Finally, an amusing advert for snus I've just seen on Youtube. (Disclaimer: I'm not endorsing this particular company, I haven't tried their product and I haven't received any money from them, yadda, yadda, yadda. I just thought you might enjoy it.)





Thursday, 28 July 2011

This is not a drill


“A hot dog a day could send you to an early grave,” says PCRM [Physicians Committee for Responsible Medicine] nutrition education director Susan Levin, M.S., R.D. “Processed meats like hot dogs can increase your risk for diabetes, heart disease, and various types of cancer. Like cigarettes, hot dogs should come with a warning label that helps racing fans and other consumers understand the health risk.”

Both the billboard and the quote above are real. This is actually happening right now in 2011. Simon Cooke has the details.


UPDATE: It appears that Physicians Committee for Responsible Medicine is a vegan/animal rights mob who are using the diet wars as a way to strike a blow for their four-legged friends. From Wikipedia:

The National Council Against Health Fraud, a nonprofit, health agency focused upon health fraud, misinformation, and quackery views the PCRM as a propaganda machine whose press conferences are charades for disguising its animal rights ideology as news events.

The American Council on Science and Health, a non-profit, consumer health education and advocacy organization states that the PCRM is unscientific and that it publishes unreliable nutrition information to consumers by emphasizing only data that supports their animal rights agenda. They go on to state that PCRM exaggerate the reliability and importance of data, and that they obfuscate rather than clarify what can be a confusing body of information. The American Council on Science believe that those who purport to represent consumer interests, such as the PCRM should be responsible enough to present accurate and balanced information to the public.

The American Medical Association have accused PCRM practices as irresponsible and potentially dangerous to the health and welfare of Americans and that they are blatantly misleading Americans on a health matter and concealing its true purpose as an animal 'rights' organization.

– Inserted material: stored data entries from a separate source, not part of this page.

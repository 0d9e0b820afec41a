//! Common time/period helpers for bridge_core.

use std::time::Duration;

/// Number of microseconds in one second.
pub const MICROS_PER_SEC: u64 = 1_000_000;

/// Tick period for a rate in Hz, at least 1 microsecond.
/// Non-finite or non-positive rates fall back to one tick per second.
#[inline]
pub fn period_for_hz(hz: f64) -> Duration {
    if !(hz.is_finite() && hz > 0.0) {
        return Duration::from_secs(1);
    }
    let us = (MICROS_PER_SEC as f64 / hz).round().max(1.0);
    Duration::from_micros(us as u64)
}

#[cfg(test)]
mod tests {
    use super::*;

    #[test]
    fn period_matches_rate() {
        assert_eq!(period_for_hz(1.0), Duration::from_secs(1));
        assert_eq!(period_for_hz(60.0), Duration::from_micros(16_667));
        assert_eq!(period_for_hz(2.5), Duration::from_millis(400));
    }

    #[test]
    fn period_floors_and_guards() {
        assert_eq!(period_for_hz(1e9), Duration::from_micros(1));
        assert_eq!(period_for_hz(0.0), Duration::from_secs(1));
        assert_eq!(period_for_hz(f64::NAN), Duration::from_secs(1));
    }
}
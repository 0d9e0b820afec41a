//! Bridge assembly: config lookup, device and socket setup, run until
//! interrupted.

use std::path::PathBuf;
use std::time::Duration;

use bridge_config::{Config, ConfigSource, DiscoveryCfg, Output};
use bridge_core::{
    Bridge, BridgeError, BridgeParts, BridgeSettings, ChannelId, DEFAULT_SHUTDOWN_TIMEOUT,
    IngressListener,
};
use bridge_traits::clock::MonotonicClock;
use bridge_traits::{Discovery, OutputSink, ServiceAdvert};
use bridge_ui::ConsoleDisplay;
use crossbeam_channel as xch;
use eyre::WrapErr;

use crate::cli::{CONFIG_ENV, CONFIG_FILE_NAME, Cli, RUN_MS_ENV, resolve_port};

/// `$SENSOR_BRIDGE_CONFIG`, else `set.toml` beside the executable, else
/// `set.toml` in the working directory.
pub fn config_path() -> PathBuf {
    if let Some(p) = std::env::var_os(CONFIG_ENV) {
        return PathBuf::from(p);
    }
    let beside_exe = std::env::current_exe()
        .ok()
        .and_then(|exe| exe.parent().map(|d| d.join(CONFIG_FILE_NAME)));
    match beside_exe {
        Some(p) if p.exists() => p,
        _ => PathBuf::from(CONFIG_FILE_NAME),
    }
}

pub fn report_config_source(source: &ConfigSource) {
    match source {
        ConfigSource::File(path) => tracing::info!(path = %path.display(), "config loaded"),
        ConfigSource::Missing(path) => {
            tracing::info!(path = %path.display(), "no config file; using defaults");
        }
        ConfigSource::Invalid { path, reason } => {
            let err = BridgeError::Config(reason.clone());
            tracing::warn!(path = %path.display(), error = %err, "config unusable; using defaults");
        }
    }
}

fn log_settings(s: &BridgeSettings) {
    for id in ChannelId::ALL {
        let ch = s.channel(id);
        tracing::info!(
            channel = %id,
            enabled = ch.enabled,
            control = ch.mapping_id,
            domain_max = ch.domain_max,
            smoothing = ch.smoothing_enabled,
            coefficient = ch.smoothing_coefficient,
            "channel"
        );
    }
    tracing::info!(
        send_hz = s.send_frequency_hz,
        display = ?s.display_mode,
        "output settings"
    );
}

#[cfg(feature = "midi")]
fn open_sink(out: &Output) -> Result<Box<dyn OutputSink + Send>, BridgeError> {
    let sink = bridge_hardware::MidiSink::open(out.device.as_deref(), out.midi_channel)
        .map_err(|e| BridgeError::DeviceOpen(e.to_string()))?;
    tracing::info!(port = sink.port_name(), channel = out.midi_channel, "MIDI output open");
    Ok(Box::new(sink))
}

#[cfg(not(feature = "midi"))]
fn open_sink(out: &Output) -> Result<Box<dyn OutputSink + Send>, BridgeError> {
    tracing::info!(
        device = out.device.as_deref().unwrap_or("<auto>"),
        "built without the midi feature; using simulated output"
    );
    Ok(Box::new(bridge_hardware::SimulatedSink::new()))
}

fn discovery(cfg: &DiscoveryCfg, port: u16) -> Option<(Box<dyn Discovery + Send>, ServiceAdvert)> {
    if !cfg.enabled {
        tracing::info!("service discovery disabled");
        return None;
    }
    let advert = ServiceAdvert {
        service_type: cfg.service_type.clone(),
        instance_name: cfg.instance_name.clone(),
        address: bridge_hardware::local_ip(),
        port,
        metadata: vec![("description".into(), "MIDI Sensor Controller".into())],
    };
    #[cfg(feature = "mdns")]
    let d: Box<dyn Discovery + Send> = Box::new(bridge_hardware::MdnsDiscovery::new());
    #[cfg(not(feature = "mdns"))]
    let d: Box<dyn Discovery + Send> = Box::new(bridge_hardware::LoggingDiscovery::new());
    Some((d, advert))
}

fn run_limit() -> Option<Duration> {
    std::env::var(RUN_MS_ENV)
        .ok()
        .and_then(|v| v.trim().parse::<u64>().ok())
        .map(Duration::from_millis)
}

/// Start the bridge and block until Ctrl+C (or the test run limit).
pub fn run(cli: &Cli, cfg: &Config) -> eyre::Result<()> {
    let mut settings = BridgeSettings::from(cfg);
    settings.listen_port = resolve_port(cli.port.as_deref(), settings.listen_port);
    log_settings(&settings);

    let listener = IngressListener::bind(settings.listen_port)?;
    let sink = open_sink(&cfg.output)?;
    let display = ConsoleDisplay::stdout(settings.display_mode);
    let discovery = discovery(&cfg.discovery, listener.port());

    let (stop_tx, stop_rx) = xch::bounded::<()>(1);
    ctrlc::set_handler(move || {
        let _ = stop_tx.try_send(());
    })
    .wrap_err("installing interrupt handler")?;

    let bridge = Bridge::start(BridgeParts {
        listener,
        sink,
        display,
        settings,
        clock: std::sync::Arc::new(MonotonicClock::new()),
        discovery,
    })?;
    tracing::info!(port = bridge.port(), "bridge running; press Ctrl+C to stop");

    match run_limit() {
        Some(limit) => {
            let _ = stop_rx.recv_timeout(limit);
        }
        None => {
            let _ = stop_rx.recv();
        }
    }
    tracing::info!("shutting down");

    let report = bridge.shutdown(DEFAULT_SHUTDOWN_TIMEOUT);
    if !report.is_clean() {
        tracing::warn!(
            abandoned = ?report.abandoned,
            panicked = ?report.panicked,
            "shutdown incomplete"
        );
    }
    Ok(())
}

They have also accused the PCRM of making misleading, false claims and misrepresenting the critical role animals play in research and teaching.

People for the Ethical Treatment of Animals (PETA) and the foundation that manages it—the Foundation to Support Animal Protection, also known as the PETA Foundation—donated over $850,000 to PCRM between 1988 and 2000, and Barnard sat on the Foundation's board until 2005. Barnard also writes a medical column for Animal Times, PETA's magazine.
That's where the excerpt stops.